We tried swapping the I/O board and paddle card months ago when the
problem first surfaced with no noticable effect (i.e. the problem
persisted.  At that time, however, it was hard to tell because the
frequency of the symptoms was much lower.)

    When we've had such problems it usually turned out to be bad I/O cards or bad
    transceivers (or transceiver connections).  I even have had one where the
    transceiver cable was partially pulled loose from the bulkhead.  Also, these
    machines seem to have occasional problems that are solved by reseating the
    boards.  (Ie, what may have seemed like irrelevant activity may actually have
    been your solution.)

It's possible.  On the other hand, we had already tried tightening
connections, reseating boards, etc. with no improvement.  We had been
fiddling with it for two full days without making any impact.  We
started out believing it was a problem along the lines you describe
(which is what prompted me to send mail, now that it doesn't seem that
way).

When the CE finally fixed it, he did the following:

Brought the machine down
Swapped the disk controller board set
Brought the machine up

Both symptoms of the problem (disk overruns and fragmented packets) were
gone.  As far as I know, he did nothing else on this attempt.  I wasn't
exactly looking over his shoulder, but I was never more than about twenty
feet away and he was telling me what he was doing each time he tried
another fix.

    When our CE believes he has a suspect board, we usually put it back in to
    see if the problems come back.  I'm curious if that was done with the
    disk boards in your case?  

No.  This would have been a good sanity check which, unfortunately, we
didn't think to try.  We were so happy to be back on the air and we had
a site full of users waiting to get things done.  If we had it to do
over again, I'd follow your suggestion.

				Without that, my theory of why the disk problems
    were causing network problems is "They weren't!".  (Of course, the disk
    problems could have been caused by bad boards on the disk or they could have
    been caused by the net problems which in turn had a different cause.)
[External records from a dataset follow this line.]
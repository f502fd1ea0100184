pub mod aggregate;
pub mod branches;
pub mod call_log;
pub mod collector;
pub mod enricher;
pub mod error;
pub mod hosting;
pub mod model;
pub mod pipeline;
pub mod progress;
pub mod repo_ref;
pub mod rollup;
pub mod summarizer;
pub mod test_utils;
pub mod types;

pub use branches::{list_branches, BranchListing};
pub use call_log::{create_http_client, CallLogMiddleware, ServiceType};
pub use collector::{collect_commits, BranchSelector, CollectOptions, ANY_BRANCH};
pub use error::AnalysisError;
pub use hosting::{GitHubClient, HostingApi, HostingError, DEFAULT_GITHUB_API_URL};
pub use model::{
    CompletionRequest, ModelClient, OpenAIClient, DEFAULT_MODEL, DEFAULT_OPENAI_BASE_URL,
};
pub use pipeline::{AnalysisRequest, Analyzer, PipelineStage, DEFAULT_MAX_COMMITS};
pub use progress::{
    ProgressEvent, ProgressMessage, ProgressReceiver, ProgressRegistry, ProgressReporter,
};
pub use repo_ref::{InvalidRepoFormat, RepoRef};
pub use types::*;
I understand you skepticism.

    I presume you looked at the net statistics in the Peek window to see if that
    host (versus other hosts) had more or less bad packets.

I didn't really check this.  I'm aware of these meters but don't
particularly trust them.  I got the feeling from talking with Symbolics
folks that nobody is quite sure that the meters you see in Peek are
telling you anything useful.  I made this inference on the basis of
analysis like, "Well, we looked at the meters on one of our own servers
and they seem to look about like this."  Not very rigorous.  This,
coupled with the fact that the documentation seems pretty sketchy does
not give me a warm feeling.  "The Sniffer", on the other hand, is a
product designed solely to troubleshoot a network.  It has lots of
handy features and is easy to use.

Do you believe the the meters in Peek are useful and accurate?
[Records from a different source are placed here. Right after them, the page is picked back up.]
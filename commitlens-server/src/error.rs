use axum::{
    http::StatusCode,
    response::{IntoResponse, Json, Response},
};
use serde_json::json;
use tracing::error;

use commitlens_core::AnalysisError;

/// HTTP rendering of a failed request.
#[derive(Debug)]
pub struct ApiError(pub AnalysisError);

impl ApiError {
    pub fn status_code(&self) -> StatusCode {
        match &self.0 {
            AnalysisError::InvalidInput(_) => StatusCode::BAD_REQUEST,
            AnalysisError::RepoNotAccessible { status, .. } => {
                StatusCode::from_u16(*status).unwrap_or(StatusCode::BAD_GATEWAY)
            }
            AnalysisError::Pipeline(_) => StatusCode::INTERNAL_SERVER_ERROR,
        }
    }
}

impl From<AnalysisError> for ApiError {
    fn from(err: AnalysisError) -> Self {
        Self(err)
    }
}

impl IntoResponse for ApiError {
    fn into_response(self) -> Response {
        let status = self.status_code();
        if status.is_server_error() {
            error!("Request failed: {}", self.0);
        }
        (status, Json(json!({ "error": self.0.to_string() }))).into_response()
    }
}
//! Period rollup: one narrative Markdown report over the whole run.

use anyhow::{Context, Result};
use tracing::warn;

use crate::model::{CompletionRequest, ModelClient};
use crate::repo_ref::RepoRef;
use crate::types::{Aggregate, EnrichedCommit};

/// Report used when the model returns nothing.
pub const EMPTY_ROLLUP: &str = "# Period Summary\n(No content)";

pub fn get_rollup_system_prompt() -> String {
    include_str!("../prompts/period_rollup.txt").to_string()
}

pub fn create_rollup_prompt(
    repo: &RepoRef,
    since: &str,
    until: &str,
    aggregate: &Aggregate,
    commits: &[EnrichedCommit],
) -> Result<String> {
    let stats = serde_json::to_string_pretty(aggregate)
        .context("Failed to serialize aggregate statistics")?;

    let mut prompt = format!(
        "Repository: {}\nPeriod: {} to {}\n\nAGGREGATE:\n{}\n\nCOMMITS ({}):\n",
        repo,
        since,
        until,
        stats,
        commits.len()
    );
    for enriched in commits {
        prompt.push_str(&format!(
            "- {}: {}\n",
            enriched.commit.short_sha(),
            enriched.ai.summary
        ));
    }

    Ok(prompt)
}

/// Generate the period report. The raw model text is the artifact; only
/// empty output is replaced.
pub async fn generate_rollup(
    model: &dyn ModelClient,
    model_name: &str,
    repo: &RepoRef,
    since: &str,
    until: &str,
    aggregate: &Aggregate,
    commits: &[EnrichedCommit],
) -> Result<String> {
    let request = CompletionRequest::for_model(
        model_name,
        get_rollup_system_prompt(),
        create_rollup_prompt(repo, since, until, aggregate, commits)?,
    );
    let text = model
        .complete(&request)
        .await
        .context("Failed to generate period rollup")?;

    if text.trim().is_empty() {
        warn!("Model returned an empty rollup for {}", repo);
        return Ok(EMPTY_ROLLUP.to_string());
    }
    Ok(text)
}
    Did your CE do the recommended/required adjustments to the disk cards after
    putting them in?  It's rather obscure in the Eagle manual but in section
    14.2 (Adjustment of Servo Circuit), it says "After changing the DE or ...,
    only "Dynamic Adjustment" is needed.."

Hmmm, I think I better check into this.  Thanks.
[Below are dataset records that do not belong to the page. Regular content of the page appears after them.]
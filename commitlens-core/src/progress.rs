//! Per-run progress channels.
//!
//! Each request id owns a bounded buffer of narration events and at most
//! one live subscriber. Events are buffered whether or not anyone is
//! listening, so an observer may attach before, during, or never.

use std::collections::{HashMap, VecDeque};
use std::sync::Arc;

use chrono::{DateTime, Utc};
use serde::{Deserialize, Serialize};
use tokio::sync::{mpsc, Mutex};
use tracing::{debug, info};

/// Maximum number of events retained per channel.
pub const MAX_BUFFERED_EVENTS: usize = 2000;

#[derive(Debug, Clone, PartialEq, Eq, Serialize, Deserialize)]
pub struct ProgressEvent {
    pub timestamp: DateTime<Utc>,
    pub message: String,
}

/// What a subscriber receives.
#[derive(Debug, Clone, PartialEq, Eq)]
pub enum ProgressMessage {
    Event(ProgressEvent),
    /// Sent once after the buffered replay.
    Ready,
    /// Sent when the run finishes. Nothing follows it.
    Done,
}

pub type ProgressReceiver = mpsc::UnboundedReceiver<ProgressMessage>;

#[derive(Default)]
struct Channel {
    buffer: VecDeque<ProgressEvent>,
    subscriber: Option<mpsc::UnboundedSender<ProgressMessage>>,
}

impl Channel {
    fn push(&mut self, event: ProgressEvent) {
        if self.buffer.len() == MAX_BUFFERED_EVENTS {
            self.buffer.pop_front();
        }
        self.buffer.push_back(event.clone());

        if let Some(subscriber) = &self.subscriber {
            if subscriber.send(ProgressMessage::Event(event)).is_err() {
                // Consumer went away; keep buffering only
                self.subscriber = None;
            }
        }
    }
}

/// Registry of progress channels keyed by request id.
#[derive(Default)]
pub struct ProgressRegistry {
    channels: Mutex<HashMap<String, Channel>>,
}

impl ProgressRegistry {
    pub fn new() -> Self {
        Self::default()
    }

    pub async fn send(&self, id: &str, message: impl Into<String>) {
        let event = ProgressEvent {
            timestamp: Utc::now(),
            message: message.into(),
        };
        let mut channels = self.channels.lock().await;
        channels.entry(id.to_string()).or_default().push(event);
    }

    /// Attach a subscriber, replacing any previous one.
    ///
    /// The returned receiver yields the buffered events in order, then
    /// `Ready`, then live events until `Done`.
    pub async fn subscribe(&self, id: &str) -> ProgressReceiver {
        let (sender, receiver) = mpsc::unbounded_channel();
        let mut channels = self.channels.lock().await;
        let channel = channels.entry(id.to_string()).or_default();

        for event in &channel.buffer {
            // The receiver is still in hand, so this cannot fail
            let _ = sender.send(ProgressMessage::Event(event.clone()));
        }
        let _ = sender.send(ProgressMessage::Ready);

        if channel.subscriber.replace(sender).is_some() {
            debug!("Replaced progress subscriber for {}", id);
        }
        info!(
            "Progress subscriber attached to {} ({} buffered events)",
            id,
            channel.buffer.len()
        );

        receiver
    }

    /// Signal `Done` to the live subscriber and drop the channel.
    pub async fn complete(&self, id: &str) {
        let mut channels = self.channels.lock().await;
        if let Some(channel) = channels.remove(id) {
            if let Some(subscriber) = channel.subscriber {
                let _ = subscriber.send(ProgressMessage::Done);
            }
        }
    }

    /// Forget an observer that went away.
    ///
    /// A channel no run has written to is removed. Otherwise only the
    /// closed subscriber is dropped and the run keeps buffering.
    pub async fn detach(&self, id: &str) {
        let mut channels = self.channels.lock().await;
        let Some(channel) = channels.get_mut(id) else {
            return;
        };
        if channel.subscriber.as_ref().is_some_and(|s| !s.is_closed()) {
            return;
        }
        channel.subscriber = None;
        if channel.buffer.is_empty() {
            channels.remove(id);
            debug!("Removed unused progress channel {}", id);
        }
    }

    /// Snapshot of the buffered events for `id`.
    pub async fn buffered(&self, id: &str) -> Vec<ProgressEvent> {
        let channels = self.channels.lock().await;
        channels
            .get(id)
            .map(|c| c.buffer.iter().cloned().collect())
            .unwrap_or_default()
    }

    pub async fn contains(&self, id: &str) -> bool {
        self.channels.lock().await.contains_key(id)
    }
}

/// A run's handle on its progress channel.
///
/// Runs without a request id still narrate to the log.
#[derive(Clone)]
pub struct ProgressReporter {
    registry: Arc<ProgressRegistry>,
    request_id: Option<String>,
}

impl ProgressReporter {
    pub fn new(registry: Arc<ProgressRegistry>, request_id: Option<String>) -> Self {
        Self {
            registry,
            request_id: request_id.filter(|id| !id.trim().is_empty()),
        }
    }

    pub fn request_id(&self) -> Option<&str> {
        self.request_id.as_deref()
    }

    pub async fn emit(&self, message: impl Into<String>) {
        let message = message.into();
        info!(request_id = self.request_id.as_deref().unwrap_or("-"), "{}", message);
        if let Some(id) = &self.request_id {
            self.registry.send(id, message).await;
        }
    }

    pub async fn complete(&self) {
        if let Some(id) = &self.request_id {
            self.registry.complete(id).await;
        }
    }
}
[And now, the postscript:  The problem has resurfaced!  We ran for a
week with no noticable problems.  I decided it was time to do some disk
hygiene and so was using the Check Records command from Level 3 of
FSMaint.  It was running along fine for quite a while when all of a
sudden -- yes, you guessed it -- lots and lots of disk overruns!  Oh
well, back to the drawing board.  I guess this will finally give us the
impetus to migrate to a 3650 as our primary file server.]